A Operação Midas cumpriu 33 mandados de prisão e de busca e apreensão em seis estados nesta última terça-feira (31) para desarticular uma organização criminosa de tráfico e lavagem de dinheiro. O Ministério Público da Bahia (MPBA), através do Gaeco, coordena a ofensiva em conjunto com a Força Integrada de Combate ao Crime Organizado (Ficco) DE Ilhéus e forças policiais federais e estaduais. As ações atingem cidades baianas como Itabuna, Camacan e Salvador, além de estados como Rio de Janeiro e São Paulo. O grupo movimentava armas e drogas em uma rede interestadual estruturada.
As investigações duraram mais de dois anos e revelaram uma logística complexa entre o Rio de Janeiro e a Bahia. A organização enviava armamentos e entorpecentes do território fluminense para o interior baiano de forma contínua. Em contrapartida, os criminosos remetiam dinheiro e drogas processadas, como haxixe e “moonrock”, para o Sudeste. Portanto, o esquema funcionava como uma engrenagem de abastecimento mútuo entre as facções regionais.

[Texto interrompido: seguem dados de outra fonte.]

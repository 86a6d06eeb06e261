//! Google OAuth plus the Calendar and Gmail calls made on a user's behalf.

pub mod api;
pub mod client;
pub mod domain;
pub mod message;
pub mod repository;
pub mod router;
pub mod service;

pub use api::{GoogleApi, GoogleApiError};
pub use client::HttpGoogleApi;
pub use domain::{CalendarDeadline, GmailMessage, GoogleCredential, GoogleStatus};
pub use repository::CredentialRepository;
pub use router::{google_router, GoogleHandle};
pub use service::GoogleService;
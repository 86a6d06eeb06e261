mod cli;
mod infra;
mod routes;
mod server;

use dossier_tracker::error::AppError;

pub async fn run() -> Result<(), AppError> {
    cli::run().await
}
use std::sync::Arc;

use axum::extract::{FromRef, FromRequestParts};
use axum::http::header::AUTHORIZATION;
use axum::http::request::Parts;
use chrono::Utc;

use super::domain::UserRole;
use super::token::TokenSigner;
use crate::error::ServiceError;
use crate::ids::UserId;

/// Caller identity resolved from an `Authorization: Bearer` header.
#[derive(Debug, Clone, PartialEq, Eq)]
pub struct AuthUser {
    pub user_id: UserId,
    pub role: UserRole,
}

impl AuthUser {
    pub fn require_admin(&self) -> Result<(), ServiceError> {
        if self.role.is_admin() {
            Ok(())
        } else {
            Err(ServiceError::forbidden())
        }
    }
}

#[axum::async_trait]
impl<S> FromRequestParts<S> for AuthUser
where
    Arc<TokenSigner>: FromRef<S>,
    S: Send + Sync,
{
    type Rejection = ServiceError;

    async fn from_request_parts(parts: &mut Parts, state: &S) -> Result<Self, Self::Rejection> {
        let signer = Arc::<TokenSigner>::from_ref(state);
        let token = bearer_token(parts).ok_or_else(unauthorized)?;
        let claims = signer.verify(token, Utc::now()).map_err(|err| {
            tracing::debug!(error = %err, "rejected access token");
            unauthorized()
        })?;

        Ok(AuthUser {
            user_id: claims.sub,
            role: claims.role,
        })
    }
}

fn bearer_token(parts: &Parts) -> Option<&str> {
    let value = parts.headers.get(AUTHORIZATION)?.to_str().ok()?;
    let (scheme, token) = value.split_once(' ')?;
    if !scheme.eq_ignore_ascii_case("bearer") {
        return None;
    }
    let token = token.trim();
    (!token.is_empty()).then_some(token)
}

fn unauthorized() -> ServiceError {
    ServiceError::Unauthorized("Unauthorized".to_string())
}

#[cfg(test)]
mod tests {
    use super::*;
    use axum::http::Request;

    fn parts(header: Option<&str>) -> Parts {
        let mut builder = Request::builder().uri("/auth/me");
        if let Some(value) = header {
            builder = builder.header(AUTHORIZATION, value);
        }
        builder.body(()).expect("request").into_parts().0
    }

    #[test]
    fn bearer_token_requires_scheme_and_value() {
        assert_eq!(bearer_token(&parts(Some("Bearer abc.def.ghi"))), Some("abc.def.ghi"));
        assert_eq!(bearer_token(&parts(Some("bearer  xyz"))), Some("xyz"));
        assert_eq!(bearer_token(&parts(Some("Basic abc"))), None);
        assert_eq!(bearer_token(&parts(Some("Bearer "))), None);
        assert_eq!(bearer_token(&parts(None)), None);
    }

    #[tokio::test]
    async fn extractor_resolves_signed_tokens() {
        let signer = Arc::new(
            TokenSigner::new("test", chrono::Duration::hours(1)).expect("signer"),
        );
        let token = signer
            .sign(&UserId::from("usr_1"), UserRole::CampusAdmin, Utc::now())
            .expect("token");

        let mut request = parts(Some(&format!("Bearer {token}")));
        let user = AuthUser::from_request_parts(&mut request, &signer)
            .await
            .expect("authorized");
        assert_eq!(user.user_id, UserId::from("usr_1"));
        assert!(user.require_admin().is_ok());

        let mut anonymous = parts(None);
        let err = AuthUser::from_request_parts(&mut anonymous, &signer)
            .await
            .expect_err("missing header");
        assert_eq!(err.status(), axum::http::StatusCode::UNAUTHORIZED);
    }
}
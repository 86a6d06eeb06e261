//! DossierTracker: admissions deadlines, candidatures, tasks and reminders.

pub mod auth;
pub mod candidatures;
pub mod catalog;
pub mod config;
pub mod error;
pub mod google;
pub mod http;
pub mod ids;
pub mod notifications;
pub mod rankings;
pub mod reminders;
pub mod store;
pub mod telemetry;

#[cfg(test)]
mod test_support;
use chrono::{DateTime, Utc};
use serde::{Deserialize, Serialize};

use crate::ids::UserId;

/// Audience a user account belongs to.
#[derive(Debug, Clone, Copy, PartialEq, Eq, Hash, Serialize, Deserialize)]
#[serde(rename_all = "snake_case")]
pub enum UserRole {
    Student,
    Parent,
    Mentor,
    CampusAdmin,
    SuperAdmin,
}

impl UserRole {
    pub const fn label(self) -> &'static str {
        match self {
            UserRole::Student => "student",
            UserRole::Parent => "parent",
            UserRole::Mentor => "mentor",
            UserRole::CampusAdmin => "campus_admin",
            UserRole::SuperAdmin => "super_admin",
        }
    }

    pub fn parse(value: &str) -> Option<Self> {
        match value {
            "student" => Some(UserRole::Student),
            "parent" => Some(UserRole::Parent),
            "mentor" => Some(UserRole::Mentor),
            "campus_admin" => Some(UserRole::CampusAdmin),
            "super_admin" => Some(UserRole::SuperAdmin),
            _ => None,
        }
    }

    /// Roles allowed to curate the shared catalog.
    pub const fn is_admin(self) -> bool {
        matches!(self, UserRole::CampusAdmin | UserRole::SuperAdmin)
    }
}

/// Stored account, including the password hash.
#[derive(Debug, Clone, PartialEq, Eq)]
pub struct User {
    pub id: UserId,
    pub email: String,
    pub password_hash: String,
    pub first_name: String,
    pub last_name: String,
    pub role: UserRole,
    pub created_at: DateTime<Utc>,
}

impl User {
    pub fn profile(&self) -> UserProfile {
        UserProfile {
            id: self.id.clone(),
            email: self.email.clone(),
            first_name: self.first_name.clone(),
            last_name: self.last_name.clone(),
            role: self.role,
            created_at: self.created_at,
        }
    }
}

/// Public view of an account.
#[derive(Debug, Clone, PartialEq, Eq, Serialize)]
#[serde(rename_all = "camelCase")]
pub struct UserProfile {
    pub id: UserId,
    pub email: String,
    pub first_name: String,
    pub last_name: String,
    pub role: UserRole,
    pub created_at: DateTime<Utc>,
}

#[derive(Debug, Clone, Deserialize, Serialize)]
#[serde(rename_all = "camelCase")]
pub struct SignupRequest {
    pub email: String,
    pub password: String,
    pub first_name: String,
    pub last_name: String,
    #[serde(default)]
    pub role: Option<UserRole>,
}

#[derive(Debug, Clone, Deserialize, Serialize)]
#[serde(rename_all = "camelCase")]
pub struct LoginRequest {
    pub email: String,
    pub password: String,
}

#[derive(Debug, Clone, Default, Deserialize, Serialize)]
#[serde(rename_all = "camelCase")]
pub struct UpdateProfileRequest {
    #[serde(default)]
    pub first_name: Option<String>,
    #[serde(default)]
    pub last_name: Option<String>,
}

/// Signed session returned by signup and login.
#[derive(Debug, Clone, PartialEq, Eq, Serialize, Deserialize)]
#[serde(rename_all = "camelCase")]
pub struct AuthSession {
    pub access_token: String,
    pub user_id: UserId,
    pub role: UserRole,
}
use crate::catalog::DeadlineType;

/// Coaching hint shown next to a task. The linked deadline type wins, then
/// keywords in the title, then a generic hint.
pub fn suggestion_for(title: &str, deadline_type: Option<DeadlineType>) -> &'static str {
    if let Some(kind) = deadline_type {
        return by_deadline_type(kind);
    }

    let lower = title.to_lowercase();
    if lower.contains("cv") {
        "Utilise un modèle concis, limite à 1 page et mets en avant tes preuves."
    } else if lower.contains("lettre") || lower.contains("motivation") {
        "Structure en 3 parties (accroche, preuves, projection) et reste < 1 page."
    } else if lower.contains("toefl") || lower.contains("ielts") {
        "Planifie des mocks chronométrés et révise les templates de réponses."
    } else {
        "Découpe la tâche en sous-étapes, assigne des dates et réserve des créneaux."
    }
}

fn by_deadline_type(kind: DeadlineType) -> &'static str {
    match kind {
        DeadlineType::Registration => {
            "Vérifie les pièces requises et fais relire ton dossier avant dépôt."
        }
        DeadlineType::Test => "Réserve ton créneau et planifie 2 sessions blanches cette semaine.",
        DeadlineType::Oral => {
            "Prépare un pitch 3 minutes et un Q&A, enregistre-toi pour t’entraîner."
        }
        DeadlineType::Result => {
            "Anticipe les démarches suivantes (inscription définitive, logement)."
        }
        DeadlineType::Other => "Découpe la tâche en sous-étapes avec une date cible réaliste.",
    }
}

#[cfg(test)]
mod tests {
    use super::*;

    #[test]
    fn deadline_type_takes_precedence_over_keywords() {
        assert_eq!(
            suggestion_for("Envoyer le CV", Some(DeadlineType::Oral)),
            by_deadline_type(DeadlineType::Oral)
        );
    }

    #[test]
    fn keywords_pick_specific_hints() {
        assert!(suggestion_for("Mettre à jour mon CV", None).contains("1 page et mets"));
        assert!(suggestion_for("Lettre de motivation", None).contains("3 parties"));
        assert!(suggestion_for("Inscription TOEFL", None).contains("mocks"));
        assert!(suggestion_for("Appeler l'école", None).contains("sous-étapes"));
    }
}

Durante a apuração, as autoridades localizaram três fazendas em João Dourado destinadas ao cultivo de maconha com alto teor de THC. O grupo também mantinha um laboratório tecnológico equipado para a produção de derivados de alto valor no mercado ilegal. Além disso, a operação identificou ramificações em Irecê e Luís Eduardo Magalhães para facilitar o escoamento dos produtos. Essas estruturas garantiam o refinamento e a pureza dos entorpecentes comercializados pela rede.
A ofensiva busca paralisar as atividades financeiras e logísticas da facção em Sergipe, Pernambuco e Minas Gerais. Com o cumprimento dos mandados, as forças de segurança pretendem asfixiar o fluxo de capital ilícito proveniente do comércio ilegal de armas. A integração entre as polícias reforça o combate ao crime organizado no sul e oeste da Bahia. Assim, a Operação Midas consolida um avanço estratégico na segurança pública interestadual em 2026.